Many EPUB-specific features were also removed from the standard, in particular content switching, triggers, and bindings. This change necessitated a new Package Document version number.[EPUB-31] [EPUBPackages-31] [EPUBContentDocs-31] [OCF-31] [EPUBMediaOverlays-31] [EPUBChanges-31]
The work on EPUB 3.2 was undertaken shortly after EPUB 3.1 to restore compatibility of content to EPUB 3. The change of version number introduced in EPUB 3.1 meant that EPUB Creators, vendors and reading system developers would have to produce, distribute and consume two versions of EPUB content, but the costs of this change outweighed the benefits of the new version. EPUB 3.2 instead keeps all the best parts of EPUB 3.1 but returns and deprecates the removed elements so that a new version number is not necessary in the Package Document. [EPUB-32] [EPUBPackages-32] [EPUBContentDocs-32] [OCF-32] [EPUBMediaOverlays-32] [EPUBChanges-32]
The work on EPUB 3.3 [EPUB-33] was undertaken in 2020-21, and is the first version of the EPUB 3 series published as a W3C Recommendation.
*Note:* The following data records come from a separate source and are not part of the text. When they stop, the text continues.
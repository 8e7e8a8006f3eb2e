use brdoc::DocumentError;
use brdoc::cpf::*;
use tracing_subscriber::EnvFilter;

fn main() {
    // Rejections are emitted as trace events; run with RUST_LOG=brdoc=trace to see them.
    let _ = tracing_subscriber::fmt()
        .with_env_filter(EnvFilter::try_from_default_env().unwrap_or_else(|_| EnvFilter::new("info")))
        .with_target(false)
        .try_init();

    let inputs = [
        "",
        "   ",
        "123.456.789-012",
        "000.000.000-00",
        "111.444.777-05",
        "111.444.777-34",
        "111.444.777-35",
    ];

    for input in inputs {
        match check_cpf(input) {
            Ok(cpf) => println!("{input:?}: valid CPF {cpf}"),
            Err(DocumentError::EmptyInput) => println!("{input:?}: nothing to validate"),
            Err(DocumentError::TooLong { max, found }) => {
                println!("{input:?}: {found} digits, a CPF has {max}")
            }
            Err(DocumentError::RepeatedDigits) => println!("{input:?}: placeholder number"),
            Err(DocumentError::CheckDigitMismatch {
                position,
                expected,
                found,
            }) => println!(
                "{input:?}: digit {} should be {expected}, got {found}",
                position + 1
            ),
            Err(e) => println!("{input:?}: {e}"),
        }
    }

    // format only fails on malformed input
    match format_cpf("111.444.777-350") {
        Ok(s) => println!("formatted: {s}"),
        Err(e) if e.is_malformed() => println!("malformed: {e}"),
        Err(e) => println!("other: {e}"),
    }
}
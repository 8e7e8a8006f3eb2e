//! CNPJ (Cadastro Nacional da Pessoa Jurídica) — the legal entity number.
//!
//! Fourteen digits: a twelve-digit base (root plus branch) followed by
//! two modulo-11 check digits.
//!
//! The display mask is `DD.DDD.DDD-DDDD/DD`. Existing callers depend on
//! this grouping, so it differs from the `DD.DDD.DDD/DDDD-DD` form used
//! by the Receita Federal.
//!
//! # Example
//!
//! ```rust
//! use brdoc::cnpj::*;
//!
//! assert!(validate_cnpj("11.222.333/0001-81"));
//! assert_eq!(format_cnpj("11222333000181").unwrap(), "11.222.333-0001/81");
//! assert_eq!(cnpj_check_digits("112223330001").unwrap(), [8, 1]);
//! ```

mod number;
mod validate;

pub use number::Cnpj;
pub use validate::{
    CNPJ_BASE_LEN, CNPJ_LEN, check_cnpj, cnpj_check_digits, format_cnpj, validate_cnpj,
};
EPUB 3.3 does not include any significant technical change to, and is strongly backward compatible with, EPUB 3.2. This means that any valid EPUB 3.2 Publication is also a valid EPUB 3.3 Publication.
The documents themselves have been restructured. The primary motivation for this restructuring, as well as an extensive editorial revision, was to make the documents more readable. Also, as part of the thorough testing regime developed by the W3C EPUB 3 Working Group, this restructuring led to the separation of Recommendations and Working Group Notes (see also the detailed list of documents ). Features specified in the Recommendations are thoroughly tested, are widely implemented in Reading Systems, and they can be considered as interoperable. On the other hand, features specified in Working Group Notes, although they may have some authoring uptakes, still lack support in Reading Systems; as a result, these technologies should not yet be considered stable and interoperable.
The separate section in [EPUB-33] provides a more detailed overview of the changes.